─── Listed entries ───

use std::collections::{BTreeMap, HashMap};
use std::io;
use std::path::{Path, PathBuf};

use clap::{CommandFactory, Parser, Subcommand};
use clap_complete::Shell;
use colored::Colorize;
use similar::{ChangeTag, TextDiff};

use vela_core::differ::{create_plan, destroy_plan};
use vela_core::effect::Effect;
use vela_core::interpreter::{ApplyResult, Interpreter};
use vela_core::plan::{COMPONENT_ATTRIBUTE, Plan};
use vela_core::provider::Provider;
use vela_core::resolver::{self, BindingMap};
use vela_core::resource::{Resource, State, Value};
use vela_core::stack::{self, Stack, StackConfig};
use vela_state::{BackendConfig, StackReferences, StateBackend, StateFile, create_backend};

mod local;

use local::LocalProvider;

#[derive(Parser)]
#[command(name = "vela")]
#[command(about = "Builds VPC network topologies and the databases and applications placed in them", long_about = None)]
struct Cli {
    #[command(subcommand)]
    command: Commands,
}

#[derive(Subcommand)]
enum Commands {
    /// Validate the stack file
    Validate {
        /// Path to the stack file
        #[arg(default_value = "stack.toml")]
        file: PathBuf,
    },
    /// Show execution plan without applying changes
    Plan {
        /// Path to the stack file
        #[arg(default_value = "stack.toml")]
        file: PathBuf,
    },
    /// Apply changes to reach the desired state
    Apply {
        /// Path to the stack file
        #[arg(default_value = "stack.toml")]
        file: PathBuf,
    },
    /// Destroy every resource recorded for the stack
    Destroy {
        /// Path to the stack file
        #[arg(default_value = "stack.toml")]
        file: PathBuf,

        /// Skip confirmation prompt (auto-approve)
        #[arg(long)]
        auto_approve: bool,
    },
    /// Show the outputs published by the stack
    Output {
        /// Output key (e.g. educate-db.vpc_id); all outputs when omitted
        key: Option<String>,

        /// Path to the stack file
        #[arg(long, short, default_value = "stack.toml")]
        file: PathBuf,
    },
    /// Remove a stale state lock
    ForceUnlock {
        /// ID of the lock to remove
        lock_id: String,

        /// Path to the stack file
        #[arg(long, short, default_value = "stack.toml")]
        file: PathBuf,
    },
    /// Generate shell completions
    Completions {
        shell: Shell,
    },
}

#[tokio::main]
async fn main() {
    env_logger::Builder::from_env(env_logger::Env::default().default_filter_or("warn")).init();

    let cli = Cli::parse();

    let result = match cli.command {
        Commands::Validate { file } => run_validate(&file).await,
        Commands::Plan { file } => run_plan(&file).await,
        Commands::Apply { file } => run_apply(&file).await,
        Commands::Destroy { file, auto_approve } => run_destroy(&file, auto_approve).await,
        Commands::Output { key, file } => run_output(&file, key.as_deref()).await,
        Commands::ForceUnlock { lock_id, file } => run_force_unlock(&file, &lock_id).await,
        Commands::Completions { shell } => {
            clap_complete::generate(shell, &mut Cli::command(), "vela", &mut io::stdout());
            Ok(())
        }
    };

    if let Err(e) = result {
        eprintln!("{} {}", "Error:".red().bold(), e);
        std::process::exit(1);
    }
}

/// A loaded stack file and the directory holding its state
struct Workspace {
    config: StackConfig,
    state_dir: PathBuf,
}

impl Workspace {
    fn load(file: &Path) -> Result<Self, String> {
        let config = StackConfig::load(file).map_err(|e| e.to_string())?;

        // Relative state paths are relative to the stack file
        let base = file
            .parent()
            .filter(|p| !p.as_os_str().is_empty())
            .unwrap_or(Path::new("."));
        let state_dir = base.join(&config.backend.path);

        Ok(Self { config, state_dir })
    }

    fn backend(&self) -> Result<Box<dyn StateBackend>, String> {
        create_backend(&BackendConfig::new(
            self.config.backend.backend_type.clone(),
            self.state_dir.clone(),
            self.config.name.clone(),
        ))
        .map_err(|e| e.to_string())
    }

    async fn build(&self) -> Result<Stack, String> {
        let references =
            StackReferences::load(&self.state_dir, &self.config.referenced_stacks()).await;
        stack::build(&self.config, &references).map_err(|e| e.to_string())
    }
}

async fn read_state(backend: &dyn StateBackend) -> Result<Option<StateFile>, String> {
    backend
        .read_state()
        .await
        .map_err(|e| format!("Failed to read state: {}", e))
}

───

> _Exercise prompt_: Set down each line of the data precisely as it appears above.

> _Your solution_:
use std::collections::{BTreeMap, HashMap};
use std::io;
use std::path::{Path, PathBuf};

use clap::{CommandFactory, Parser, Subcommand};
use clap_complete::Shell;
use colored::Colorize;
use similar::{ChangeTag, TextDiff};

use vela_core::differ::{create_plan, destroy_plan};
use vela_core::effect::Effect;
use vela_core::interpreter::{ApplyResult, Interpreter};
use vela_core::plan::{COMPONENT_ATTRIBUTE, Plan};
use vela_core::provider::Provider;
use vela_core::resolver::{self, BindingMap};
use vela_core::resource::{Resource, State, Value};
use vela_core::stack::{self, Stack, StackConfig};
use vela_state::{BackendConfig, StackReferences, StateBackend, StateFile, create_backend};

mod local;

use local::LocalProvider;

#[derive(Parser)]
#[command(name = "vela")]
#[command(about = "Builds VPC network topologies and the databases and applications placed in them", long_about = None)]
struct Cli {
    #[command(subcommand)]
    command: Commands,
}

#[derive(Subcommand)]
enum Commands {
    /// Validate the stack file
    Validate {
        /// Path to the stack file
        #[arg(default_value = "stack.toml")]
        file: PathBuf,
    },
    /// Show execution plan without applying changes
    Plan {
        /// Path to the stack file
        #[arg(default_value = "stack.toml")]
        file: PathBuf,
    },
    /// Apply changes to reach the desired state
    Apply {
        /// Path to the stack file
        #[arg(default_value = "stack.toml")]
        file: PathBuf,
    },
    /// Destroy every resource recorded for the stack
    Destroy {
        /// Path to the stack file
        #[arg(default_value = "stack.toml")]
        file: PathBuf,

        /// Skip confirmation prompt (auto-approve)
        #[arg(long)]
        auto_approve: bool,
    },
    /// Show the outputs published by the stack
    Output {
        /// Output key (e.g. educate-db.vpc_id); all outputs when omitted
        key: Option<String>,

        /// Path to the stack file
        #[arg(long, short, default_value = "stack.toml")]
        file: PathBuf,
    },
    /// Remove a stale state lock
    ForceUnlock {
        /// ID of the lock to remove
        lock_id: String,

        /// Path to the stack file
        #[arg(long, short, default_value = "stack.toml")]
        file: PathBuf,
    },
    /// Generate shell completions
    Completions {
        shell: Shell,
    },
}

#[tokio::main]
async fn main() {
    env_logger::Builder::from_env(env_logger::Env::default().default_filter_or("warn")).init();

    let cli = Cli::parse();

    let result = match cli.command {
        Commands::Validate { file } => run_validate(&file).await,
        Commands::Plan { file } => run_plan(&file).await,
        Commands::Apply { file } => run_apply(&file).await,
        Commands::Destroy { file, auto_approve } => run_destroy(&file, auto_approve).await,
        Commands::Output { key, file } => run_output(&file, key.as_deref()).await,
        Commands::ForceUnlock { lock_id, file } => run_force_unlock(&file, &lock_id).await,
        Commands::Completions { shell } => {
            clap_complete::generate(shell, &mut Cli::command(), "vela", &mut io::stdout());
            Ok(())
        }
    };

    if let Err(e) = result {
        eprintln!("{} {}", "Error:".red().bold(), e);
        std::process::exit(1);
    }
}

/// A loaded stack file and the directory holding its state
struct Workspace {
    config: StackConfig,
    state_dir: PathBuf,
}

impl Workspace {
    fn load(file: &Path) -> Result<Self, String> {
        let config = StackConfig::load(file).map_err(|e| e.to_string())?;

        // Relative state paths are relative to the stack file
        let base = file
            .parent()
            .filter(|p| !p.as_os_str().is_empty())
            .unwrap_or(Path::new("."));
        let state_dir = base.join(&config.backend.path);

        Ok(Self { config, state_dir })
    }

    fn backend(&self) -> Result<Box<dyn StateBackend>, String> {
        create_backend(&BackendConfig::new(
            self.config.backend.backend_type.clone(),
            self.state_dir.clone(),
            self.config.name.clone(),
        ))
        .map_err(|e| e.to_string())
    }

    async fn build(&self) -> Result<Stack, String> {
        let references =
            StackReferences::load(&self.state_dir, &self.config.referenced_stacks()).await;
        stack::build(&self.config, &references).map_err(|e| e.to_string())
    }
}

async fn read_state(backend: &dyn StateBackend) -> Result<Option<StateFile>, String> {
    backend
        .read_state()
        .await
        .map_err(|e| format!("Failed to read state: {}", e))
}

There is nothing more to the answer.